We classified outcomes as follows: (1) clinical outcomes rated by a clinician or by chart abstraction (e.g., mortality, infection, length of stay, cost, repeat operation, operative and/or fluoroscopy time, complications, or transfusions); (2) physiological outcomes rated by a tester (e.g., range of motion, strength, gait and/or weight-bearing, stability, or functional scores); (3) patient-reported outcomes (e.g., pain, analgesic use, function, or quality-of-life score); (4) radiographic outcomes (e.g., quality of reduction and/or alignment, implant placement, fracture-healing and/or union, or implant failure); and (5) combined outcomes incorporating two or more categories of outcome assessors (e.g., fracture-healing with use of a combined clinical and radiographic assessment).
For each category of outcomes, data extractors recorded whether the manuscript reported the assessors (none, some, or all) as having been blinded, and, if so, how this was achieved. Before the study, we hypothesized that trials might incorporate four possible methods of blinding outcome assessors: (1) use of a tester who was unaware of the intervention group (only possible if the interventions involved the same incision and had no other distinguishing features), (2) covering of scars or incisions with use of garments or bandages (if the intervention involved different incisions but had no other distinguishing features), (3) manipulation of radiographs to conceal or mask an implant, and (4) sham surgery.

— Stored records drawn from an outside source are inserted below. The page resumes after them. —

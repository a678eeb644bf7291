use glam::Vec3;
use serde::{Deserialize, Serialize};

use crate::utils::Aabb;

/// Shape tag of a collider. Contact tests use box bounds for every shape.
#[derive(Debug, Clone, Copy, PartialEq, Eq, Default, Serialize, Deserialize)]
#[serde(rename_all = "snake_case")]
pub enum ColliderShape {
    #[default]
    Box,
    Sphere,
}

/// Static obstacle the actor can land on
#[derive(Debug, Clone, PartialEq, Serialize, Deserialize)]
pub struct Collider {
    pub name: String,
    pub center: Vec3,
    pub half_extents: Vec3,
    #[serde(default)]
    pub shape: ColliderShape,
}

impl Collider {
    /// Box of full size `size` centred at `center`
    pub fn cuboid(name: impl Into<String>, center: Vec3, size: Vec3) -> Self {
        Self {
            name: name.into(),
            center,
            half_extents: size * 0.5,
            shape: ColliderShape::Box,
        }
    }

    pub fn sphere(name: impl Into<String>, center: Vec3, diameter: f32) -> Self {
        Self {
            name: name.into(),
            center,
            half_extents: Vec3::splat(diameter * 0.5),
            shape: ColliderShape::Sphere,
        }
    }

    /// Flat ground plane with no thickness: its top is `center.y`
    pub fn ground(name: impl Into<String>, center: Vec3, width: f32, depth: f32) -> Self {
        Self::cuboid(name, center, Vec3::new(width, 0.0, depth))
    }

    /// Height of the upper face
    pub fn top(&self) -> f32 {
        self.center.y + self.half_extents.y
    }

    pub fn bounds(&self) -> Aabb {
        Aabb::from_center_half_extents(self.center, self.half_extents)
    }

    pub fn is_valid(&self) -> bool {
        self.center.is_finite()
            && self.half_extents.is_finite()
            && self.half_extents.cmpge(Vec3::ZERO).all()
    }
}

#[cfg(test)]
mod tests {
    use super::*;

    #[test]
    fn test_platform_top() {
        let p = Collider::cuboid("platform1", Vec3::new(20.0, 2.0, -15.0), Vec3::new(4.0, 0.5, 4.0));
        assert_eq!(p.top(), 2.25);
        assert_eq!(p.bounds().min.x, 18.0);
        assert_eq!(p.bounds().max.z, -13.0);
    }

    #[test]
    fn test_sphere_uses_box_bounds() {
        let rock = Collider::sphere("rock0", Vec3::new(1.0, 1.5, 1.0), 2.0);
        assert_eq!(rock.shape, ColliderShape::Sphere);
        assert_eq!(rock.top(), 2.5);
        assert_eq!(rock.bounds().min, Vec3::new(0.0, 0.5, 0.0));
    }

    #[test]
    fn test_negative_extent_is_invalid() {
        let mut c = Collider::ground("ground", Vec3::ZERO, 10.0, 10.0);
        assert!(c.is_valid());
        c.half_extents.x = -1.0;
        assert!(!c.is_valid());
        c.half_extents.x = f32::NAN;
        assert!(!c.is_valid());
    }
}
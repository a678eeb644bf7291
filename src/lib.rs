// Re-export all public modules so they can be used from main.rs
pub mod logging;
pub mod utils;

// MVC Architecture (rendering is left to the host engine)
pub mod model;
pub mod controller;

pub use controller::{
    ControllerSettings, FrameReport, InputEvent, InputState, KinematicController, MoveIntent, Session,
    StepOutcome,
};
pub use model::{Actor, Camera, CameraRig, Collider, Level, LevelError};

#[cfg(target_arch = "wasm32")]
use std::{cell::RefCell, rc::Rc};
#[cfg(target_arch = "wasm32")]
use wasm_bindgen::{closure::Closure, prelude::wasm_bindgen, JsCast, JsValue};
#[cfg(target_arch = "wasm32")]
use web_sys::{Document, Event, KeyboardEvent, Window};

#[cfg(target_arch = "wasm32")]
#[wasm_bindgen(start)]
pub fn start() {
    logging::init();
}

/// Browser-side handle: the host engine calls `tick` from its render loop
/// and reads positions back to place its meshes and camera.
#[cfg(target_arch = "wasm32")]
#[wasm_bindgen]
pub struct WebSession {
    session: Rc<RefCell<Session>>,
}

#[cfg(target_arch = "wasm32")]
#[wasm_bindgen]
impl WebSession {
    /// `scene` is one of "forest", "orbit", "container" or "editor"
    #[wasm_bindgen(constructor)]
    pub fn new(scene: &str) -> Result<WebSession, JsValue> {
        let session = Session::scene(scene).ok_or_else(|| js_error(format!("unknown scene {scene:?}")))?;
        Ok(Self {
            session: Rc::new(RefCell::new(session)),
        })
    }

    /// Feed document keyboard and focus events into the session
    pub fn attach_keyboard(&self) -> Result<(), JsValue> {
        let window = web_sys::window().ok_or_else(|| js_error("no global `window`"))?;
        let document = window.document().ok_or_else(|| js_error("no document on window"))?;
        setup_input_listeners(&window, &document, self.session.clone())
    }

    /// Advance one frame; `delta_ms` is the engine's frame time in milliseconds
    pub fn tick(&self, delta_ms: f64) {
        self.session.borrow_mut().tick_millis(delta_ms);
    }

    pub fn key_down(&self, key: &str) {
        self.session.borrow_mut().key_down(key);
    }

    pub fn key_up(&self, key: &str) {
        self.session.borrow_mut().key_up(key);
    }

    /// Replace the level from JSON. On failure the current level keeps running.
    pub fn load_level_json(&self, json: &str) -> Result<(), JsValue> {
        match Level::from_json(json) {
            Ok(level) => {
                self.session.borrow_mut().set_level(level);
                Ok(())
            }
            Err(e) => {
                tracing::error!(error = %e, "error loading level");
                Err(js_error(e.to_string()))
            }
        }
    }

    pub fn level_json(&self) -> Result<String, JsValue> {
        self.session.borrow().level().to_json().map_err(|e| js_error(e.to_string()))
    }

    pub fn player_position(&self) -> js_sys::Float32Array {
        vec3_array(self.session.borrow().actor().position)
    }

    pub fn camera_position(&self) -> js_sys::Float32Array {
        vec3_array(self.session.borrow().camera().eye)
    }

    pub fn camera_target(&self) -> js_sys::Float32Array {
        vec3_array(self.session.borrow().camera().target())
    }

    pub fn grounded(&self) -> bool {
        self.session.borrow().actor().grounded
    }
}

/// Setup keyboard listeners; each one only writes the held-key map
#[cfg(target_arch = "wasm32")]
fn setup_input_listeners(window: &Window, document: &Document, session: Rc<RefCell<Session>>) -> Result<(), JsValue> {
    let processor = controller::InputProcessor::new(session.borrow().settings().bindings.clone());

    // Keyboard down
    {
        let session = session.clone();
        let keydown = Closure::wrap(Box::new(move |e: KeyboardEvent| {
            let key = e.key();
            // Keep arrows and space from scrolling the page
            if processor.is_game_key(&key) {
                e.prevent_default();
            }
            session.borrow_mut().handle_event(&InputEvent::KeyDown(key));
        }) as Box<dyn FnMut(KeyboardEvent)>);
        document.add_event_listener_with_callback("keydown", keydown.as_ref().unchecked_ref())?;
        keydown.forget();
    }

    // Keyboard up
    {
        let session = session.clone();
        let keyup = Closure::wrap(Box::new(move |e: KeyboardEvent| {
            session.borrow_mut().handle_event(&InputEvent::KeyUp(e.key()));
        }) as Box<dyn FnMut(KeyboardEvent)>);
        document.add_event_listener_with_callback("keyup", keyup.as_ref().unchecked_ref())?;
        keyup.forget();
    }

    // Focus loss - clear all keys
    {
        let session = session.clone();
        let blur = Closure::wrap(Box::new(move |_e: Event| {
            session.borrow_mut().handle_event(&InputEvent::FocusLost);
        }) as Box<dyn FnMut(Event)>);
        window.add_event_listener_with_callback("blur", blur.as_ref().unchecked_ref())?;
        blur.forget();
    }

    // Visibility change - clear all keys
    {
        let doc = document.clone();
        let visibility = Closure::wrap(Box::new(move |_e: Event| {
            let visible = !doc.hidden();
            session.borrow_mut().handle_event(&InputEvent::VisibilityChanged { visible });
        }) as Box<dyn FnMut(Event)>);
        document.add_event_listener_with_callback("visibilitychange", visibility.as_ref().unchecked_ref())?;
        visibility.forget();
    }

    tracing::info!("keyboard listeners attached");
    Ok(())
}

#[cfg(target_arch = "wasm32")]
fn vec3_array(v: glam::Vec3) -> js_sys::Float32Array {
    js_sys::Float32Array::from(&v.to_array()[..])
}

#[cfg(target_arch = "wasm32")]
fn js_error<E: Into<String>>(msg: E) -> JsValue {
    JsValue::from_str(&msg.into())
}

Two investigators with surgical expertise then reviewed each trial to determine the feasibility of blinding the patients, clinicians, outcome assessors, and data analysts. For categories in which it would have been possible to blind some or all outcome assessors, we recorded how this could have been accomplished with use of the same classification described above. We did not include a category for sham surgery, since many have ethical concerns about subjecting patients to sham surgery without any possible benefit beyond placebo effects. The two reviewers met and came to consensus for any disagreements. Reviewers were not blinded to the author or journal names of the primary studies.
Statistical Analysis
We measured the agreement between reviewers for trial eligibility and for the assessment of blinding feasibility by calculating the kappa statistic, with quadratic weighting for ordered categories. The guidelines proposed by Landis and Koch9 formed the basis for our interpretation (kappa values of 0 to 0.20 represent slight agreement; 0.21 to 0.40, fair agreement; 0.41 to 0.60, moderate agreement; 0.61 to 0.80, substantial agreement; and >0.80, almost perfect agreement).

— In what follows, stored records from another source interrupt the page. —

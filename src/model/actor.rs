use glam::Vec3;
use serde::{Deserialize, Serialize};

use crate::utils::Aabb;

/// The player-controlled box: position, velocity and ground contact
#[derive(Debug, Clone, Copy, PartialEq, Serialize, Deserialize)]
pub struct Actor {
    pub position: Vec3,
    pub velocity: Vec3,
    pub grounded: bool,
    /// Half size of the actor's bounding box (a unit cube by default)
    pub half_extents: Vec3,
}

impl Actor {
    pub const DEFAULT_HALF_EXTENTS: Vec3 = Vec3::splat(0.5);

    pub fn new(spawn: Vec3) -> Self {
        Self {
            position: spawn,
            velocity: Vec3::ZERO,
            grounded: false,
            half_extents: Self::DEFAULT_HALF_EXTENTS,
        }
    }

    pub fn with_half_extents(mut self, half_extents: Vec3) -> Self {
        self.half_extents = half_extents;
        self
    }

    pub fn bottom(&self) -> f32 {
        self.position.y - self.half_extents.y
    }

    /// Bounds the actor would occupy if centred at `position`
    pub fn bounds_at(&self, position: Vec3) -> Aabb {
        Aabb::from_center_half_extents(position, self.half_extents)
    }

    pub fn horizontal_speed(&self) -> f32 {
        Vec3::new(self.velocity.x, 0.0, self.velocity.z).length()
    }

    /// Teleport to `spawn` with all motion cleared
    pub fn reset_to(&mut self, spawn: Vec3) {
        self.position = spawn;
        self.velocity = Vec3::ZERO;
        self.grounded = false;
    }
}

#[cfg(test)]
mod tests {
    use super::*;

    #[test]
    fn test_new_actor_is_airborne_and_still() {
        let actor = Actor::new(Vec3::new(0.0, 5.0, 0.0));
        assert!(!actor.grounded);
        assert_eq!(actor.velocity, Vec3::ZERO);
        assert_eq!(actor.bottom(), 4.5);
    }

    #[test]
    fn test_reset_clears_motion() {
        let mut actor = Actor::new(Vec3::ZERO);
        actor.velocity = Vec3::new(3.0, -40.0, 1.0);
        actor.grounded = true;
        actor.reset_to(Vec3::new(0.0, 10.0, 0.0));
        assert_eq!(actor.position, Vec3::new(0.0, 10.0, 0.0));
        assert_eq!(actor.velocity, Vec3::ZERO);
        assert!(!actor.grounded);
    }
}
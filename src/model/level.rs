use std::path::Path;

use glam::Vec3;
use serde::{Deserialize, Serialize};

use super::collider::Collider;
use crate::utils::{hash01, lerp_range, Aabb};

/// Errors from loading, parsing or validating a level
#[derive(Debug, thiserror::Error)]
pub enum LevelError {
    #[error("IO error: {0}")]
    Io(#[from] std::io::Error),
    #[error("JSON error: {0}")]
    Json(#[from] serde_json::Error),
    #[error("invalid level: {0}")]
    Invalid(String),
    #[error("unknown level preset: {0:?}")]
    UnknownPreset(String),
}

/// A static world: where the actor starts, where it is put back, and what it can stand on
#[derive(Debug, Clone, PartialEq, Serialize, Deserialize)]
pub struct Level {
    pub name: String,
    pub spawn: Vec3,
    /// Teleport target after falling below `reset_threshold`
    pub safe_spawn: Vec3,
    pub reset_threshold: f32,
    pub colliders: Vec<Collider>,
}

pub const PRESET_NAMES: [&str; 3] = ["flat", "forest", "container"];

const FOREST_GROUND_SIZE: f32 = 200.0;
const FOREST_ROCK_COUNT: i32 = 100;

impl Level {
    /// Single ground plane at y = 0
    pub fn flat() -> Self {
        Self {
            name: "flat".to_string(),
            spawn: Vec3::new(0.0, 5.0, 0.0),
            safe_spawn: Vec3::new(0.0, 10.0, 0.0),
            reset_threshold: -20.0,
            colliders: vec![Collider::ground("ground", Vec3::ZERO, 100.0, 100.0)],
        }
    }

    /// Open forest: wide ground, five wooden platforms and scattered rocks
    pub fn forest() -> Self {
        let mut colliders = vec![Collider::ground(
            "ground",
            Vec3::ZERO,
            FOREST_GROUND_SIZE,
            FOREST_GROUND_SIZE,
        )];

        let platforms = [
            ("platform1", Vec3::new(20.0, 2.0, -15.0), 4.0),
            ("platform2", Vec3::new(-30.0, 5.0, 25.0), 4.0),
            ("platform3", Vec3::new(40.0, 8.0, 10.0), 3.0),
            ("platform4", Vec3::new(-50.0, 3.0, -30.0), 5.0),
            ("platform5", Vec3::new(0.0, 6.0, 40.0), 3.0),
        ];
        for (name, center, side) in platforms {
            colliders.push(Collider::cuboid(name, center, Vec3::new(side, 0.5, side)));
        }

        // Rocks rest slightly above the ground; placement is a fixed hash so the level is reproducible
        let area = FOREST_GROUND_SIZE / 2.0 - 5.0;
        for i in 0..FOREST_ROCK_COUNT {
            let x = lerp_range(hash01(i, 1), -area, area);
            let z = lerp_range(hash01(i, 2), -area, area);
            let diameter = lerp_range(hash01(i, 3), 0.5, 2.0);
            let center = Vec3::new(x, diameter * 0.5 + 0.1, z);
            colliders.push(Collider::sphere(format!("rock{i}"), center, diameter));
        }

        Self {
            name: "forest".to_string(),
            spawn: Vec3::new(0.0, 5.0, 0.0),
            safe_spawn: Vec3::new(0.0, 10.0, 0.0),
            reset_threshold: -20.0,
            colliders,
        }
    }

    /// 10x10x10 box with the player standing near its floor
    pub fn container() -> Self {
        Self {
            name: "container".to_string(),
            spawn: Vec3::new(0.0, -4.0, 0.0),
            safe_spawn: Vec3::new(0.0, -4.0, 0.0),
            reset_threshold: -20.0,
            colliders: vec![Collider::ground("container_floor", Vec3::new(0.0, -5.0, 0.0), 10.0, 10.0)],
        }
    }

    pub fn preset(name: &str) -> Result<Self, LevelError> {
        match name.to_ascii_lowercase().as_str() {
            "flat" => Ok(Self::flat()),
            "forest" => Ok(Self::forest()),
            "container" => Ok(Self::container()),
            _ => Err(LevelError::UnknownPreset(name.to_string())),
        }
    }

    pub fn from_json(json: &str) -> Result<Self, LevelError> {
        let level: Level = serde_json::from_str(json)?;
        level.validate()?;
        Ok(level)
    }

    pub fn to_json(&self) -> Result<String, LevelError> {
        Ok(serde_json::to_string_pretty(self)?)
    }

    pub fn load(path: impl AsRef<Path>) -> Result<Self, LevelError> {
        let path = path.as_ref();
        let json = std::fs::read_to_string(path)?;
        let level = Self::from_json(&json)?;
        tracing::info!(
            path = %path.display(),
            name = %level.name,
            colliders = level.colliders.len(),
            "level loaded"
        );
        Ok(level)
    }

    /// Load a level file, keeping `fallback` when it cannot be read or is invalid
    pub fn load_or(path: impl AsRef<Path>, fallback: Level) -> Self {
        let path = path.as_ref();
        match Self::load(path) {
            Ok(level) => level,
            Err(e) => {
                tracing::error!(path = %path.display(), error = %e, "error loading level, using {}", fallback.name);
                fallback
            }
        }
    }

    pub fn save(&self, path: impl AsRef<Path>) -> Result<(), LevelError> {
        let path = path.as_ref();
        if let Some(parent) = path.parent().filter(|p| !p.as_os_str().is_empty()) {
            std::fs::create_dir_all(parent)?;
        }
        std::fs::write(path, self.to_json()?)?;
        tracing::info!(path = %path.display(), name = %self.name, "level saved");
        Ok(())
    }

    pub fn validate(&self) -> Result<(), LevelError> {
        if !self.spawn.is_finite() || !self.safe_spawn.is_finite() {
            return Err(LevelError::Invalid("spawn points must be finite".to_string()));
        }
        if !self.reset_threshold.is_finite() {
            return Err(LevelError::Invalid("reset threshold must be finite".to_string()));
        }
        if self.safe_spawn.y <= self.reset_threshold {
            return Err(LevelError::Invalid(format!(
                "safe spawn y {} is below the reset threshold {}",
                self.safe_spawn.y, self.reset_threshold
            )));
        }
        if let Some(bad) = self.colliders.iter().find(|c| !c.is_valid()) {
            return Err(LevelError::Invalid(format!("collider {:?} has bad extents", bad.name)));
        }
        Ok(())
    }

    /// Box enclosing every collider
    pub fn bounds(&self) -> Option<Aabb> {
        self.colliders
            .iter()
            .map(Collider::bounds)
            .reduce(|acc, b| acc.union(&b))
    }
}

impl Default for Level {
    fn default() -> Self {
        Self::flat()
    }
}

#[cfg(test)]
mod tests {
    use super::*;

    #[test]
    fn test_presets_are_valid() {
        for name in PRESET_NAMES {
            let level = Level::preset(name).unwrap();
            level.validate().unwrap();
            assert_eq!(level.name, name);
        }
        assert!(matches!(Level::preset("moon"), Err(LevelError::UnknownPreset(_))));
    }

    #[test]
    fn test_forest_layout() {
        let forest = Level::forest();
        // ground + 5 platforms + 100 rocks
        assert_eq!(forest.colliders.len(), 106);
        let platform3 = forest.colliders.iter().find(|c| c.name == "platform3").unwrap();
        assert_eq!(platform3.top(), 8.25);

        let area = FOREST_GROUND_SIZE / 2.0 - 5.0;
        for rock in forest.colliders.iter().filter(|c| c.name.starts_with("rock")) {
            assert!(rock.center.x.abs() <= area && rock.center.z.abs() <= area);
            // bottom sits 0.1 above the ground
            assert!((rock.bounds().min.y - 0.1).abs() < 1e-5);
        }
        assert_eq!(Level::forest(), forest);
    }

    #[test]
    fn test_json_round_trip_through_file() {
        let tmp = tempfile::tempdir().unwrap();
        let path = tmp.path().join("levels").join("forest.json");
        let forest = Level::forest();
        forest.save(&path).unwrap();
        let loaded = Level::load(&path).unwrap();
        assert_eq!(loaded, forest);
    }

    #[test]
    fn test_missing_shape_defaults_to_box() {
        let json = r#"{
            "name": "tiny",
            "spawn": [0.0, 3.0, 0.0],
            "safe_spawn": [0.0, 3.0, 0.0],
            "reset_threshold": -10.0,
            "colliders": [
                { "name": "floor", "center": [0.0, 0.0, 0.0], "half_extents": [5.0, 0.5, 5.0] }
            ]
        }"#;
        let level = Level::from_json(json).unwrap();
        assert_eq!(level.colliders[0].top(), 0.5);
    }

    #[test]
    fn test_rejects_spawn_below_threshold() {
        let mut level = Level::flat();
        level.safe_spawn.y = -30.0;
        assert!(matches!(level.validate(), Err(LevelError::Invalid(_))));
    }

    #[test]
    fn test_load_or_falls_back_on_missing_file() {
        let tmp = tempfile::tempdir().unwrap();
        let level = Level::load_or(tmp.path().join("level.glb.json"), Level::container());
        assert_eq!(level.name, "container");
    }

    #[test]
    fn test_load_reports_parse_errors() {
        let tmp = tempfile::tempdir().unwrap();
        let path = tmp.path().join("broken.json");
        std::fs::write(&path, "{ not json").unwrap();
        assert!(matches!(Level::load(&path), Err(LevelError::Json(_))));
    }

    #[test]
    fn test_bounds_span_platforms() {
        let bounds = Level::forest().bounds().unwrap();
        assert_eq!(bounds.min.x, -100.0);
        assert_eq!(bounds.max.y, 8.25);
    }
}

We calculated the proportion of trials that noted incorporation of each methodological quality criterion that we evaluated. Similarly, we calculated the number and proportion of trials that measured at least one outcome in each category and the proportion of those trials that described blinding of some or all of the outcome assessors. Finally, we calculated the proportion of trials in each category in which some or all of the outcome assessors could feasibly have been blinded.

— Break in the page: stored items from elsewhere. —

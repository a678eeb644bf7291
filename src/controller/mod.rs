// CONTROLLER: Input, movement, camera and the per-frame update
pub mod camera_controller;
pub mod frame_loop;
pub mod input;
pub mod physics;
pub mod settings;

pub use camera_controller::CameraController;
pub use frame_loop::{FrameReport, Session};
pub use input::{parse_key_script, InputEvent, InputProcessor, InputSnapshot, InputState, KeyBindings, MoveIntent, ScriptedKey};
pub use physics::{KinematicController, StepOutcome};
pub use settings::{ControllerSettings, Handedness, LandingPolicy, SettingsError};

Our initial search yielded 1340 citations, and reviewers judged 188 of them to be potentially eligible (Fig. 1). The full-text reviews eliminated seven ineligible studies and ten duplicate publications, resulting in a final set of 171 unique trials (see Appendix). Reviewers achieved substantial agreement in the application of eligibility criteria (raw agreement, 96.3% to 97.9%; kappa, 0.59 to 0.84).
The number of trials published each year ranged from eight to twenty-six, with a trend toward more publications in the last five years (Table I). Single-center trials accounted for the majority of the studies, with investigators in continental Europe having the most trials published. Investigators most commonly studied fractures of the hip, followed by those of the leg, forearm, and wrist. The majority of interventions involved the implantation of hardware.
In general, reports of study methodology had limitations (Table II). Of the 171 trials, almost half did not describe the method of concealment and <4% noted a rigorous method of allocation concealment. In 84% of the trials, it was unclear whether any patients had received an intervention to which they were not allocated, and in most trials when such protocol violations did occur, the investigators excluded the participants from the analysis, thus violating the intention-to-treat principle10,11. Only three trials (2%) described blinding of the patients, and none reported blinding of clinicians or data analysts.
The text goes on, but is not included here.